I’ve said a lot; to sum it up, this book proposed some good things, and this book proposed some bad things, and this book helpfully communicated the lived experience of someone who doesn’t look like me. There’s value in that, albeit not must-read value on the level of others I could point to, others that Stewart references.
Profile Image for Whitney Campbell.
359 reviews12 followers
February 11, 2023
I’m teetering between a 4 and 4.5 on this one. I feel like I would have maybe rated this one higher had I not read Black on Black right before this. That may not be fair to this book. It could be that or just where I am in my black journey right now. I feel like this book was about de-centering whiteness and getting away from the white gaze but doing it in a way that says white gaze, do you see me not seeing you? It also felt like he was still talking about blackness in relation to whiteness and I just wanted it to say forgot what white people are going to say or think about any of it, here’s my black life that matter and doesn’t need to prove it’s worth. I’m addition to all of this, I also feel like I couldn’t land in the same place as he did with religion and faith being so much of the religion and faith given to us by our captors. I do however appreciate reclaiming it and making it mean something different that what was given. I also appreciate what community means in the faith context. I wanted a little more acknowledgement that there has also been much hurt perpetuated in the name of Jesus even within the community. This book gave me all kinds of complicated feelings which I appreciated. It made me get critical and thoughtful of how I have navigated this black life of mine and often in majority white spaces.
34 reviews
January 13, 2024
Having read and really enjoyed articles and blog posts from this author for several years, I'd had his first book on my to-read list since it released. In my experience, often writers will struggle to make the jump to the longer form and turn in an underwhelming debut. This was the opposite of that. 
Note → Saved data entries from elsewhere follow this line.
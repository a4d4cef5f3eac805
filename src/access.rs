//! Inbound access policy
//!
//! Decides whether a chat/user pair may talk to the bot at all. Checked by the
//! HTTP layer before the orchestrator sees the message.

use std::collections::HashSet;
use std::sync::Arc;

pub trait AccessPolicy: Send + Sync {
    fn allows(&self, chat_id: i64, user_id: i64) -> bool;
}

/// Trusts every inbound identifier
pub struct AllowAll;

impl AccessPolicy for AllowAll {
    fn allows(&self, _chat_id: i64, _user_id: i64) -> bool {
        true
    }
}

/// Only known chats and users. A `None` set does not restrict.
#[derive(Debug, Default)]
pub struct AllowList {
    pub chats: Option<HashSet<i64>>,
    pub users: Option<HashSet<i64>>,
}

impl AccessPolicy for AllowList {
    fn allows(&self, chat_id: i64, user_id: i64) -> bool {
        let chat_ok = self.chats.as_ref().map_or(true, |c| c.contains(&chat_id));
        let user_ok = self.users.as_ref().map_or(true, |u| u.contains(&user_id));
        chat_ok && user_ok
    }
}

/// Parse a comma-separated ID list, skipping entries that are not integers
fn parse_ids(var: &str, raw: &str) -> HashSet<i64> {
    raw.split(',')
        .map(str::trim)
        .filter(|s| !s.is_empty())
        .filter_map(|s| match s.parse() {
            Ok(id) => Some(id),
            Err(_) => {
                tracing::warn!(var, entry = s, "Ignoring invalid ID in allowlist");
                None
            }
        })
        .collect()
}

/// Build the policy from `SMB_ALLOWED_CHATS` / `SMB_ALLOWED_USERS`
pub fn policy_from_env() -> Arc<dyn AccessPolicy> {
    policy_from_values(
        std::env::var("SMB_ALLOWED_CHATS").ok().as_deref(),
        std::env::var("SMB_ALLOWED_USERS").ok().as_deref(),
    )
}

fn policy_from_values(chats: Option<&str>, users: Option<&str>) -> Arc<dyn AccessPolicy> {
    if chats.is_none() && users.is_none() {
        return Arc::new(AllowAll);
    }
    let policy = AllowList {
        chats: chats.map(|raw| parse_ids("SMB_ALLOWED_CHATS", raw)),
        users: users.map(|raw| parse_ids("SMB_ALLOWED_USERS", raw)),
    };
    tracing::info!(
        chats = ?policy.chats.as_ref().map(HashSet::len),
        users = ?policy.users.as_ref().map(HashSet::len),
        "Access allowlist enabled"
    );
    Arc::new(policy)
}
The man can write. I absolutely love his writing style and it was the rare book that I couldn't put down. He completely pours his heart out on these pages as he recounts his experience of growing up, learning to live and keep going, navigating life and trauma as a Black man in rural South Carolina and other places in the United States. He writes in a way that engages all of the reader's senses. The book is both raw and intellectual, emotional and resilient. It is poetic, rage-filled, hope-filled, and brutally honest even when it makes him look bad. 
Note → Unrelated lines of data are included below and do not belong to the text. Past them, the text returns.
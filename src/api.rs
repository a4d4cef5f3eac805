//! HTTP API for the review bot

mod handlers;
mod types;

pub use handlers::create_router;

use crate::access::AccessPolicy;
use crate::db::Database;
use crate::llm::ModelRegistry;
use crate::notifier::OutboxNotifier;
use crate::runtime::{
    DatabaseStorage, ModelRole, Notifier, ProductionOrchestrator, RegistryLlmClient,
};
use std::sync::Arc;

/// Application state shared across handlers
#[derive(Clone)]
pub struct AppState {
    pub orchestrator: Arc<ProductionOrchestrator>,
    pub db: Database,
    pub llm_registry: Arc<ModelRegistry>,
    pub access: Arc<dyn AccessPolicy>,
    /// Set when replies go to the in-memory outbox
    pub outbox: Option<Arc<OutboxNotifier>>,
}

/// Where replies are delivered
pub enum Delivery {
    Outbox(Arc<OutboxNotifier>),
    Other(Arc<dyn Notifier>),
}

impl AppState {
    pub fn new(
        db: Database,
        llm_registry: Arc<ModelRegistry>,
        access: Arc<dyn AccessPolicy>,
        delivery: Delivery,
    ) -> Self {
        let (notifier, outbox): (Arc<dyn Notifier>, _) = match delivery {
            Delivery::Outbox(outbox) => (outbox.clone(), Some(outbox)),
            Delivery::Other(notifier) => (notifier, None),
        };

        let orchestrator = ProductionOrchestrator::new(
            DatabaseStorage::new(db.clone()),
            RegistryLlmClient::new(llm_registry.clone(), ModelRole::Classifier),
            RegistryLlmClient::new(llm_registry.clone(), ModelRole::Responder),
            notifier,
        );

        Self {
            orchestrator: Arc::new(orchestrator),
            db,
            llm_registry,
            access,
            outbox,
        }
    }
}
In summary: the author's full humanity is on display, in a beautiful clapback at a world that has downplayed it. His Christian faith also permeates the pages, modeling Jesus in both his rage and lament. There's much more I could say but I will just advise readers to pick it up for themselves. The highlights I've included don't convey the full picture of how well written it is. It's his story to tell, and he does it as skillfully and authentically as any writer I've encountered.